[Material provided Boundary: Start]

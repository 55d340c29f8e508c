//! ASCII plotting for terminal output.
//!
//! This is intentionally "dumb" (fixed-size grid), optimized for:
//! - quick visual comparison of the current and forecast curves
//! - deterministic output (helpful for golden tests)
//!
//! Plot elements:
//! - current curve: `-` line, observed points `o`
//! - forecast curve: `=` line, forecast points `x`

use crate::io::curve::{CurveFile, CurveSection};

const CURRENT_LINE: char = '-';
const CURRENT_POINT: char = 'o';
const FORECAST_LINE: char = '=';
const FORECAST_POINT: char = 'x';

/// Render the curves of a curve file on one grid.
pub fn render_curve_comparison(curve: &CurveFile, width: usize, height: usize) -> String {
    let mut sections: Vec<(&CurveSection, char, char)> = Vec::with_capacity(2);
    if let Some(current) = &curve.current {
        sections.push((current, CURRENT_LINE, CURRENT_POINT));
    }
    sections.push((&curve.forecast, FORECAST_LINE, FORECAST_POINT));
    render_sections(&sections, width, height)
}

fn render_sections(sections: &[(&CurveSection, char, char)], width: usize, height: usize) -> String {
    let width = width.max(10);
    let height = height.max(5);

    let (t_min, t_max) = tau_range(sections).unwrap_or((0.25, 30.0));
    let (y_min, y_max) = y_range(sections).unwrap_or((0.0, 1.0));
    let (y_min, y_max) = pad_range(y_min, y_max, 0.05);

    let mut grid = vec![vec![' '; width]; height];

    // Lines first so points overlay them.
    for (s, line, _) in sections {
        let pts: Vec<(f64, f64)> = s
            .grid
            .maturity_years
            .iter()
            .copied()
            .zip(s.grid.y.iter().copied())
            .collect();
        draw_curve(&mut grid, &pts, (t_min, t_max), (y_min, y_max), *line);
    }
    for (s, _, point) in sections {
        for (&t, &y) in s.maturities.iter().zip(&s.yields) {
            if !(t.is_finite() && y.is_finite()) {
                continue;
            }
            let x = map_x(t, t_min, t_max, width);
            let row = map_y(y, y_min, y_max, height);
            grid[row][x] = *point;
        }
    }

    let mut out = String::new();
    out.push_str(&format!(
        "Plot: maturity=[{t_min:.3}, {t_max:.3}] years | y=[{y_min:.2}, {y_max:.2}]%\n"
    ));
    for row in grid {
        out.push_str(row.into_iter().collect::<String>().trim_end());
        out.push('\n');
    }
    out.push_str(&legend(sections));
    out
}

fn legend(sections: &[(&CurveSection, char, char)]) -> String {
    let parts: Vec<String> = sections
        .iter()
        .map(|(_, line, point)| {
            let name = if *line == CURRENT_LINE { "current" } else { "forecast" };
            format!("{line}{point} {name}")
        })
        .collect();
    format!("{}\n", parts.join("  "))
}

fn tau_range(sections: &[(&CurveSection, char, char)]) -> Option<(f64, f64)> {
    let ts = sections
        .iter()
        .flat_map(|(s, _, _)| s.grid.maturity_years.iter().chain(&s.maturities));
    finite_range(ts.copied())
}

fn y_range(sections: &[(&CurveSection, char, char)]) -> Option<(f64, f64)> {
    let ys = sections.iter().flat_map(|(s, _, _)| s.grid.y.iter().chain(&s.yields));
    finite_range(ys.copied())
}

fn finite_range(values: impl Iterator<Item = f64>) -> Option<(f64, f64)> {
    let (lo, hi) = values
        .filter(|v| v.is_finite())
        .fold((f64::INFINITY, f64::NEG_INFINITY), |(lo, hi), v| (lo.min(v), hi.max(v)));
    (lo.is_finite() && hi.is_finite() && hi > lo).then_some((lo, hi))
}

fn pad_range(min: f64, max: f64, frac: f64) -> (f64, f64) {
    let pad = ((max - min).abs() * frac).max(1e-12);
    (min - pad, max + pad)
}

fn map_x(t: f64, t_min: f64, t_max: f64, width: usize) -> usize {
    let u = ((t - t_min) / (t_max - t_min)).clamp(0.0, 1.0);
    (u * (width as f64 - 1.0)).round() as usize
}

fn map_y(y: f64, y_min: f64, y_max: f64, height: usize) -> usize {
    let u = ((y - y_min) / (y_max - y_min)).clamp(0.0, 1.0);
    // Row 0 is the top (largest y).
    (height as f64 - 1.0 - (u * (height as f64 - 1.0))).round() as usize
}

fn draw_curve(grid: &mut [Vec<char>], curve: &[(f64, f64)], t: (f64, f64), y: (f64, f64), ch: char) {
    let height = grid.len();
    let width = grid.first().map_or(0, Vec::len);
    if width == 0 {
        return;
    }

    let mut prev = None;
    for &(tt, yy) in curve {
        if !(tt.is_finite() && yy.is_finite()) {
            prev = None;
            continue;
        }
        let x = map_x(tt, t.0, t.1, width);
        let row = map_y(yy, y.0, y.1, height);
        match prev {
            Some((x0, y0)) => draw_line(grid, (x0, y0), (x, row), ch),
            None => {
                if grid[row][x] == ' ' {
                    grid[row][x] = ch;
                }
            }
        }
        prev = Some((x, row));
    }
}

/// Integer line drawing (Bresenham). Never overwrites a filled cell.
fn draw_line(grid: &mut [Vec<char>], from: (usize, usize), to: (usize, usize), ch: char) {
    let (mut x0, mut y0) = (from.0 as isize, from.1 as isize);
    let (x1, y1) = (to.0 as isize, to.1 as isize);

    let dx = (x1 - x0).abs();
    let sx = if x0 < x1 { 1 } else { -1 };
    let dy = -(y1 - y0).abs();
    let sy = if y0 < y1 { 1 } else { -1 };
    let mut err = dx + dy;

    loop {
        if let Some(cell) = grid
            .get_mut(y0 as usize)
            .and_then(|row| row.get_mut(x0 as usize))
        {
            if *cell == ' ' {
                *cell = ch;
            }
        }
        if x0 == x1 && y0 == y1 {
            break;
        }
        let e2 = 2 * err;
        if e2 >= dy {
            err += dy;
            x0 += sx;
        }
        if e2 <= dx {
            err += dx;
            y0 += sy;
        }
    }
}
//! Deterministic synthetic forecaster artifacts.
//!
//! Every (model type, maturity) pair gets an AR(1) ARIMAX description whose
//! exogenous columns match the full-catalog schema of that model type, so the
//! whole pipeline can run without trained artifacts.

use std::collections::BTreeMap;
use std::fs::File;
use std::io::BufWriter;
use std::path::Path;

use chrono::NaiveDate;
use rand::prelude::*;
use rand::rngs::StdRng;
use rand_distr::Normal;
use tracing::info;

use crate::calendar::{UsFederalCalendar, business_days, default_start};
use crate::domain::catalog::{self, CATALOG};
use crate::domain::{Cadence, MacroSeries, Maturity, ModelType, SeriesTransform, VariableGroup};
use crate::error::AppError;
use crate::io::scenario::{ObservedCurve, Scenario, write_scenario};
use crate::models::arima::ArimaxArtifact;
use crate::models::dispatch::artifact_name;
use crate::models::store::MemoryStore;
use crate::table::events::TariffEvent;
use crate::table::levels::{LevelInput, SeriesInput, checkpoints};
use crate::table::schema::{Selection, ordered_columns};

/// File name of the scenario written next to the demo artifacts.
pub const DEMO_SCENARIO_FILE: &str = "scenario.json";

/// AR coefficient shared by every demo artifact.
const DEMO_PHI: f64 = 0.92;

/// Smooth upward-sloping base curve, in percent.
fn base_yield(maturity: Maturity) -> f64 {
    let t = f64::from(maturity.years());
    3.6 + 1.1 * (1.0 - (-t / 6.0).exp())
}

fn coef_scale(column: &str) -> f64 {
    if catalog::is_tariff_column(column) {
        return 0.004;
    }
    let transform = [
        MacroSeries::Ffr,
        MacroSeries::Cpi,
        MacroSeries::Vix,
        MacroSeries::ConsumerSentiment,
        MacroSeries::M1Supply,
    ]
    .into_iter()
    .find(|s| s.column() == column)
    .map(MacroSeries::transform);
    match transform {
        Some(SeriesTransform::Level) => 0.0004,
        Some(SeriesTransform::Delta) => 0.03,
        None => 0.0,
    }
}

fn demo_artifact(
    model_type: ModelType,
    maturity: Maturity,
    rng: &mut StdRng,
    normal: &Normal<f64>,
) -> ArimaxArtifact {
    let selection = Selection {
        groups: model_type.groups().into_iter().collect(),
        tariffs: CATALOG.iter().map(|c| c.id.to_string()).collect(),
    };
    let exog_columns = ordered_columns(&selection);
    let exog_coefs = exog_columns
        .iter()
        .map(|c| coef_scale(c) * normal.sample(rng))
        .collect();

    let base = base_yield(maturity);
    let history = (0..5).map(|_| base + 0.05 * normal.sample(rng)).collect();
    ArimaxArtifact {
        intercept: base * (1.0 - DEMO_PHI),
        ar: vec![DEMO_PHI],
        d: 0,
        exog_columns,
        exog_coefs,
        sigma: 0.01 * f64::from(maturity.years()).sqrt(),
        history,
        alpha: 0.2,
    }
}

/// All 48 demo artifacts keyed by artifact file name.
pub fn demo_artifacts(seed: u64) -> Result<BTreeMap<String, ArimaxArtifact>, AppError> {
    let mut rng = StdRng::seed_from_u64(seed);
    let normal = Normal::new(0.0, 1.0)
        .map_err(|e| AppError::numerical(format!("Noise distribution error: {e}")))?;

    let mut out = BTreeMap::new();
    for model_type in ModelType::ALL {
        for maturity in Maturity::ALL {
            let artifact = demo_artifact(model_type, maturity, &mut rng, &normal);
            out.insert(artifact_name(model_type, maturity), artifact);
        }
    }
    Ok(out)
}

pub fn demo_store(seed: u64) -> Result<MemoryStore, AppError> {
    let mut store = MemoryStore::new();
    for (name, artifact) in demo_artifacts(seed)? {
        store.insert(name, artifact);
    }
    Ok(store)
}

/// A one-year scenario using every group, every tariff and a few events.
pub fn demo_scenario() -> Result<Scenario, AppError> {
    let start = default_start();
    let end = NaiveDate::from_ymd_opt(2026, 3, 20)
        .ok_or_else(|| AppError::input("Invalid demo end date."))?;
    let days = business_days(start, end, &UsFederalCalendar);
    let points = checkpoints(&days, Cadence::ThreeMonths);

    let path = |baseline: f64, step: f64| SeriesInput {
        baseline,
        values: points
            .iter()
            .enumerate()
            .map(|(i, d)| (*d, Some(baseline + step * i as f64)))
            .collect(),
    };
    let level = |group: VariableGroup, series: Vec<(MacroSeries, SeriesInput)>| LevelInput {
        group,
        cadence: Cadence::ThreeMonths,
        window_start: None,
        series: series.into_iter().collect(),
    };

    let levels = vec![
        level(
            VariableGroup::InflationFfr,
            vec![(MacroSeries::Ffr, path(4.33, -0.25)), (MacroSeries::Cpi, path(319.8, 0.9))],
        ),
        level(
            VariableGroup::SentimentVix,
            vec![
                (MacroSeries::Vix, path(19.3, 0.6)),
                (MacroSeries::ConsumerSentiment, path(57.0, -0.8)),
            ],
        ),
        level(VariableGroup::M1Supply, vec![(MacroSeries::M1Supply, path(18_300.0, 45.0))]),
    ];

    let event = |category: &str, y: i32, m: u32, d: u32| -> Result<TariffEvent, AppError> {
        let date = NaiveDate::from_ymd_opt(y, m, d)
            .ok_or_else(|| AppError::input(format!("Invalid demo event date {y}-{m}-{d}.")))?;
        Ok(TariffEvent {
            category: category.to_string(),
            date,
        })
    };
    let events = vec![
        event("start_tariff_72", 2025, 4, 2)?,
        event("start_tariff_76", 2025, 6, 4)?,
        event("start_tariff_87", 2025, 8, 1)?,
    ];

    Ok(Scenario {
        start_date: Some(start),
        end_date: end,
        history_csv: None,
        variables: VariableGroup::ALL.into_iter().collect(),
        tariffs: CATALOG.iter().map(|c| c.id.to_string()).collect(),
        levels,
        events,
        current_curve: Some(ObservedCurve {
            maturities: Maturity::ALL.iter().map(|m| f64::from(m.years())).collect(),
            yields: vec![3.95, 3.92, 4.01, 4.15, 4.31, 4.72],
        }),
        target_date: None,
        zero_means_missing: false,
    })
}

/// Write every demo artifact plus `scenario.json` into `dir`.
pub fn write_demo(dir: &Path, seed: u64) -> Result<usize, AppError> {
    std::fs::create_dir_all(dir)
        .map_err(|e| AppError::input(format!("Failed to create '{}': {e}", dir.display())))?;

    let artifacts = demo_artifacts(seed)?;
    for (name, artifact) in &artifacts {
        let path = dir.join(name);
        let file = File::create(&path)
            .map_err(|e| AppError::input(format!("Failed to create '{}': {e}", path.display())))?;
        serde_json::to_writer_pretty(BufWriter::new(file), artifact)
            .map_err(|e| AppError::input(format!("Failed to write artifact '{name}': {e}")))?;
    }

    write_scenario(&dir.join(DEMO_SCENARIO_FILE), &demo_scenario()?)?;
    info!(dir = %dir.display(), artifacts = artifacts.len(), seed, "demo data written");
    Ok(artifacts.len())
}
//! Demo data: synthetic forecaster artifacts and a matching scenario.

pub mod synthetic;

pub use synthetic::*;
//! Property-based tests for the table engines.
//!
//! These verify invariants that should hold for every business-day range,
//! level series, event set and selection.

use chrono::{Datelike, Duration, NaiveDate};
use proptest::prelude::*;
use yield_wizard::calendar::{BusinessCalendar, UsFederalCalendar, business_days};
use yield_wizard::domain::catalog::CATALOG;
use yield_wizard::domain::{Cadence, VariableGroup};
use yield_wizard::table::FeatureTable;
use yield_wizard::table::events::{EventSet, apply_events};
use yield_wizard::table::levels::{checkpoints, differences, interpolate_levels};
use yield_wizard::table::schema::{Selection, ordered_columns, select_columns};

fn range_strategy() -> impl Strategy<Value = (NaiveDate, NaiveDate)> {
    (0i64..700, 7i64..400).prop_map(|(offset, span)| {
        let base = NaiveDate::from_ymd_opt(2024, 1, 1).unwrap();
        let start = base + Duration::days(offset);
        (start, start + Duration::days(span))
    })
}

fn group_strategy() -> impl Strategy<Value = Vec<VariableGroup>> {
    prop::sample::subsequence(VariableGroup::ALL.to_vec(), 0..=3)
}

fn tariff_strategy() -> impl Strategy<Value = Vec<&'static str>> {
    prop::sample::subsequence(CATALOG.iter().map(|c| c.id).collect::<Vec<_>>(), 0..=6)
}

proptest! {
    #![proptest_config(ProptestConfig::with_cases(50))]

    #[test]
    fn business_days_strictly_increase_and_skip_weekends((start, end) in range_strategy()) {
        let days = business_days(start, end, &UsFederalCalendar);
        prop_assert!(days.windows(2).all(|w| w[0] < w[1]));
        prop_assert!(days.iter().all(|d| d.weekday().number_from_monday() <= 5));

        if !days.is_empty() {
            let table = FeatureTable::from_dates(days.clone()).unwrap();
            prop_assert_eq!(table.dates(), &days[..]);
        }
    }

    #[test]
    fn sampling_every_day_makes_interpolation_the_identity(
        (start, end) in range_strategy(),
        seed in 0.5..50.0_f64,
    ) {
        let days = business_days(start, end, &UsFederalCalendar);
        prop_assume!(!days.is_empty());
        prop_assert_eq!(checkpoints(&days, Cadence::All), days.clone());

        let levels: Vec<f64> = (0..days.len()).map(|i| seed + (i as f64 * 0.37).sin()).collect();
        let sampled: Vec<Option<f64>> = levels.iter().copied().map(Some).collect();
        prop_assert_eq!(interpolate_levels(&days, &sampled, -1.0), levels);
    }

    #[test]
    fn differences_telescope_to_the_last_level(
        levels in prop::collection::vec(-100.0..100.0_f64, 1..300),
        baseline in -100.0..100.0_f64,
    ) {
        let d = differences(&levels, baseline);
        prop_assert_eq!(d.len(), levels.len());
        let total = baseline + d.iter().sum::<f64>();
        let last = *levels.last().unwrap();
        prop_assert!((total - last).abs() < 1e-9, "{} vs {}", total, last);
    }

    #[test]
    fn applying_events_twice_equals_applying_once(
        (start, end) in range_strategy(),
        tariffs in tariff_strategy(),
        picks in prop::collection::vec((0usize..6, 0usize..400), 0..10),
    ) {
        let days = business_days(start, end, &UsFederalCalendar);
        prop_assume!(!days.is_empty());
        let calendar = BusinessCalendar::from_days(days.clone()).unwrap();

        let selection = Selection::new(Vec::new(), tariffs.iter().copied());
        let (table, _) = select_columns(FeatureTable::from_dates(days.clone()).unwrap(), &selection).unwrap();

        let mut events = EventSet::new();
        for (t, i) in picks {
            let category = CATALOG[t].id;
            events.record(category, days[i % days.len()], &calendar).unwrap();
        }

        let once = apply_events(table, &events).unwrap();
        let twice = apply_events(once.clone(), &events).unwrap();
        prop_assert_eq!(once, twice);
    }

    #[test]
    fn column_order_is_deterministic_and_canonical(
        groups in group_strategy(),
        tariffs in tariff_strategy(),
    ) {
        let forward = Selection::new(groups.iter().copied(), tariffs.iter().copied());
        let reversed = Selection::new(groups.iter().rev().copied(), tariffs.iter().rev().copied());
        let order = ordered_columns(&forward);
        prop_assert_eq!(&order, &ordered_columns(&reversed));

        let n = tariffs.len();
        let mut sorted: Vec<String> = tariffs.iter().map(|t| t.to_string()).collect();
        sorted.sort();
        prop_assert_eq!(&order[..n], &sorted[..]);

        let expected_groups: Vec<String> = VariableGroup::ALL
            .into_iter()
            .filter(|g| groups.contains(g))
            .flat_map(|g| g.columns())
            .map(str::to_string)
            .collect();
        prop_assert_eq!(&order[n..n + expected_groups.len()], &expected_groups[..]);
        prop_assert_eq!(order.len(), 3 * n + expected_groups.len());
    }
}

[Material provided Boundary: End]

■ What the task requires: Copy out the lines above word for word, stopping after the line containing "line, forecast points".

■ Reply to the task:
repository 55d340c29f8e508c
//! ASCII plotting for terminal output.
//!
//! This is intentionally "dumb" (fixed-size grid), optimized for:
//! - quick visual comparison of the current and forecast curves
//! - deterministic output (helpful for golden tests)
//!
//! Plot elements:
//! - current curve: `-` line, observed points `o`
//! - forecast curve: `=` line, forecast points `x`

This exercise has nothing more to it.